Bio: Born helpless, nude and unable to provide for herself, Heather Carter eventually learned to overcome two of those three problems. Preferring to refer to herself not only in the third person but also as a ‘theater-maker’ she works on developing a type of theater that is holistically informed: that is, everybody does everything. A puppet maker, physical theater performer and erstwhile lighting designer and electrician, she loves the spectacle of theater and introducing the improbably and imaginative into Everyday LIfe. Formal training includes: The Center for Movement Theater (DC), Sandglass Puppetry Institute (VT), Commedia Dell-Arte with Antonio Fava (Reggio Emilia, Italy), Shakespeare and Co. (MA), Yale School of Drama (CT) and Marlboro College (VT).
When did you first get interested in puppetry?
Apparently I used to pull the tongue out of a crocheted cow hand-puppet when I was a three year old. Later I went to a college in Vermont where puppetry was a really big deal and I really hated it for my first year and a half there. But then I saw Autumn Portraits, a famous show by my advisor Eric Bass and I finally understood why some stories can only be told by puppets.

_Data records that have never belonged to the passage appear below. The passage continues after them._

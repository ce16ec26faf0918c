//! 스키마 기반 이벤트 보강
//!
//! [`Enricher`]는 정규화된 이벤트를 카탈로그와 대조하며 순회하여
//! 다음을 추가합니다.
//!
//! - `type_uid` -- `class_uid * 100 + activity_id`
//! - enum sibling -- `foo_id` 옆의 텍스트 캡션 `foo`
//! - `observables` -- 스키마에 표시된 관심 속성 값의 목록
//! - `metadata.uid` -- 이벤트 고유 UUID
//!
//! 알 수 없는 속성은 그대로 통과시키고, `json_t` 타입의 서브트리는
//! 불투명 페이로드로 건드리지 않습니다. 보강은 멱등입니다.

use std::sync::Arc;

use serde_json::Value;

use normwire_core::event::DataMap;
use normwire_core::maps;

use crate::catalog::{
    ATTRIBUTES, CAPTION, Catalog, ENUM, ENUM_SIBLING, ENUM_SUFFIX, IS_ARRAY, JSON_TYPE,
    OBJECT_TYPE, OBSERVABLE, TYPE,
};
use crate::dictionary;

/// 스키마 기반 이벤트 보강기
///
/// 기본 동작 플래그는 생성 시 결정되며, [`Enricher::enrich_with`]로
/// 호출 단위 재정의가 가능합니다.
#[derive(Debug, Clone)]
pub struct Enricher {
    catalog: Arc<Catalog>,
    add_enum_siblings: bool,
    add_observables: bool,
}

impl Enricher {
    /// 보강기를 생성합니다.
    pub fn new(catalog: Arc<Catalog>, add_enum_siblings: bool, add_observables: bool) -> Self {
        Self {
            catalog,
            add_enum_siblings,
            add_observables,
        }
    }

    /// 카탈로그만으로 보강기를 생성합니다. `type_uid`만 추가됩니다.
    pub fn minimal(catalog: Arc<Catalog>) -> Self {
        Self::new(catalog, false, false)
    }

    /// 카탈로그에 대한 참조를 반환합니다.
    pub fn catalog(&self) -> &Catalog {
        &self.catalog
    }

    /// 기본 플래그로 이벤트를 보강합니다.
    pub fn enrich(&self, data: DataMap) -> DataMap {
        self.enrich_with(data, self.add_enum_siblings, self.add_observables)
    }

    /// 지정한 플래그로 이벤트를 보강합니다.
    ///
    /// 클래스를 알 수 없는 이벤트는 변경 없이 반환됩니다.
    pub fn enrich_with(
        &self,
        mut data: DataMap,
        add_enum_siblings: bool,
        add_observables: bool,
    ) -> DataMap {
        if !self.catalog.is_loaded() {
            return data;
        }

        let Some(class_uid) = data.get(dictionary::CLASS_UID).and_then(Value::as_i64) else {
            tracing::debug!("event has no class_uid, skipping enrichment");
            return data;
        };
        let Some(class) = self.catalog.class(class_uid).cloned() else {
            tracing::debug!(class_uid, "event class not found in catalog");
            return data;
        };

        tracing::debug!(class_uid, "enriching event");

        add_type_uid(&mut data, class_uid);
        add_event_uid(&mut data);

        if !add_enum_siblings && !add_observables {
            return data;
        }

        let mut observables = Vec::new();
        let mut enriched = self.enrich_tree(
            None,
            data,
            &class,
            add_enum_siblings,
            add_observables,
            &mut observables,
        );

        if add_observables && !observables.is_empty() {
            enriched.insert(
                dictionary::OBSERVABLES.to_owned(),
                Value::Array(observables.into_iter().map(Value::Object).collect()),
            );
        }

        enriched
    }

    /// 트리 하나를 클래스/객체 정의와 대조하며 순회합니다.
    fn enrich_tree(
        &self,
        parent: Option<&str>,
        data: DataMap,
        definition: &DataMap,
        add_enum_siblings: bool,
        add_observables: bool,
        observables: &mut Vec<DataMap>,
    ) -> DataMap {
        let attributes = definition.get(ATTRIBUTES).and_then(Value::as_object);
        let mut enriched = DataMap::new();

        for (name, value) in data {
            let path = match parent {
                Some(parent) => format!("{parent}.{name}"),
                None => name.clone(),
            };

            let attribute = attributes
                .and_then(|attrs| attrs.get(&name))
                .and_then(Value::as_object);

            // 알 수 없는 속성과 불투명 json_t 페이로드는 그대로 통과
            let Some(attribute) = attribute else {
                enriched.insert(name, value);
                continue;
            };
            if attribute.get(TYPE).and_then(Value::as_str) == Some(JSON_TYPE) {
                enriched.insert(name, value);
                continue;
            }

            if let Some(enumeration) = attribute.get(ENUM).and_then(Value::as_object) {
                if add_enum_siblings {
                    update_enum_sibling(&mut enriched, &name, attribute, enumeration, &value);
                }
                enriched.insert(name, value);
            } else if let Value::Object(embedded) = value {
                let value = self.enrich_embedded_object(
                    &path,
                    attribute,
                    embedded,
                    add_enum_siblings,
                    add_observables,
                    observables,
                );
                enriched.insert(name, value);
            } else if let Value::Array(elements) = value {
                let value = if attribute.get(IS_ARRAY).and_then(Value::as_bool) == Some(true) {
                    self.enrich_embedded_array(
                        &path,
                        attribute,
                        elements,
                        add_enum_siblings,
                        add_observables,
                        observables,
                    )
                } else {
                    tracing::debug!(attribute = %name, "attribute is not an array in the schema");
                    Value::Array(elements)
                };
                enriched.insert(name, value);
            } else {
                if add_observables {
                    self.collect_scalar_observable(&path, attribute, &value, observables);
                }
                enriched.insert(name, value);
            }
        }

        enriched
    }

    fn enrich_embedded_object(
        &self,
        path: &str,
        attribute: &DataMap,
        embedded: DataMap,
        add_enum_siblings: bool,
        add_observables: bool,
        observables: &mut Vec<DataMap>,
    ) -> Value {
        let Some(object_type) = attribute.get(OBJECT_TYPE).and_then(Value::as_str) else {
            tracing::debug!(path, "attribute is not an object in the schema");
            return Value::Object(embedded);
        };
        let Some(object) = self.catalog.object(object_type).cloned() else {
            tracing::debug!(path, object_type, "attribute has invalid object type");
            return Value::Object(embedded);
        };

        // 객체 정의 자체가 observable이면 경로를 기록하고 내려감
        if add_observables {
            if let Some(type_id) = object.get(OBSERVABLE).and_then(Value::as_i64) {
                observables.push(self.catalog.descriptor(path, type_id, None));
            }
        }

        Value::Object(self.enrich_tree(
            Some(path),
            embedded,
            &object,
            add_enum_siblings,
            add_observables,
            observables,
        ))
    }

    fn enrich_embedded_array(
        &self,
        path: &str,
        attribute: &DataMap,
        elements: Vec<Value>,
        add_enum_siblings: bool,
        add_observables: bool,
        observables: &mut Vec<DataMap>,
    ) -> Value {
        let Some(object_type) = attribute.get(OBJECT_TYPE).and_then(Value::as_str) else {
            tracing::debug!(path, "array type is not an object in the schema");
            return Value::Array(elements);
        };
        let Some(object) = self.catalog.object(object_type).cloned() else {
            tracing::debug!(path, object_type, "array has invalid object type");
            return Value::Array(elements);
        };

        let enriched = elements
            .into_iter()
            .map(|element| match element {
                Value::Object(embedded) => Value::Object(self.enrich_tree(
                    Some(path),
                    embedded,
                    &object,
                    add_enum_siblings,
                    add_observables,
                    observables,
                )),
                other => other,
            })
            .collect();

        Value::Array(enriched)
    }

    fn collect_scalar_observable(
        &self,
        path: &str,
        attribute: &DataMap,
        value: &Value,
        observables: &mut Vec<DataMap>,
    ) {
        let Some(attr_type) = attribute.get(TYPE).and_then(Value::as_str) else {
            tracing::debug!(path, "attribute does not have a type");
            return;
        };
        let Some(type_def) = self.catalog.type_def(attr_type) else {
            tracing::debug!(path, attr_type, "attribute has an invalid type");
            return;
        };
        if let Some(type_id) = type_def.get(OBSERVABLE).and_then(Value::as_i64) {
            observables.push(self.catalog.descriptor(path, type_id, Some(value.clone())));
        }
    }
}

/// `type_uid`를 추가합니다. `activity_id`가 없으면 추가하지 않습니다.
fn add_type_uid(data: &mut DataMap, class_uid: i64) {
    if let Some(activity_id) = data.get(dictionary::ACTIVITY_ID).and_then(Value::as_i64) {
        data.insert(
            dictionary::TYPE_UID.to_owned(),
            Value::from(dictionary::type_uid(class_uid, activity_id)),
        );
    }
}

/// `metadata.uid`에 UUID v4를 채웁니다. 이미 있으면 유지합니다.
fn add_event_uid(data: &mut DataMap) {
    if maps::get_in(data, dictionary::METADATA_UID).is_none() {
        maps::put_in(
            data,
            dictionary::METADATA_UID,
            Value::String(uuid::Uuid::new_v4().to_string()),
        );
    }
}

/// enum sibling 키를 계산하여 캡션을 씁니다. 키가 이미 있으면 건드리지
/// 않습니다.
fn update_enum_sibling(
    enriched: &mut DataMap,
    name: &str,
    attribute: &DataMap,
    enumeration: &DataMap,
    value: &Value,
) {
    let sibling = attribute
        .get(ENUM_SIBLING)
        .or_else(|| enumeration.get(ENUM_SIBLING))
        .and_then(Value::as_str)
        .map(str::to_owned)
        .or_else(|| {
            // 명시적 sibling이 없으면 `_id` 접미사를 떼어냄
            name.strip_suffix(ENUM_SUFFIX)
                .filter(|stem| !stem.is_empty())
                .map(str::to_owned)
        });

    let Some(sibling) = sibling else {
        return;
    };
    if enriched.contains_key(&sibling) {
        return;
    }

    let key = match value {
        Value::String(s) => s.clone(),
        other => other.to_string(),
    };
    let caption = enumeration
        .get(&key)
        .and_then(Value::as_object)
        .and_then(|entry| entry.get(CAPTION))
        .cloned();

    if let Some(caption) = caption {
        enriched.insert(sibling, caption);
    }
}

Heather and the Lightbulb puppet.
When I was at the Sandglass Institute for puppet training, one of my first practice ensembles had a puppet that looked like a giant blue sun head, some sort of fabric and a plumb line in it. We spent a huge amount of time trying to figure out when the plumb line should drop out of the head and I still don’t know what that show was about, exactly.
Which is your favorite puppet that you perform in Cabinets of Kismet?
Kismet! As I discover more about how the puppet is built and his specific movement qualities, he’s become a very sweet, clumsy, myopic and steadfast creature. He has a lot of character and fidelity, who’s the kind of person I would be friends with.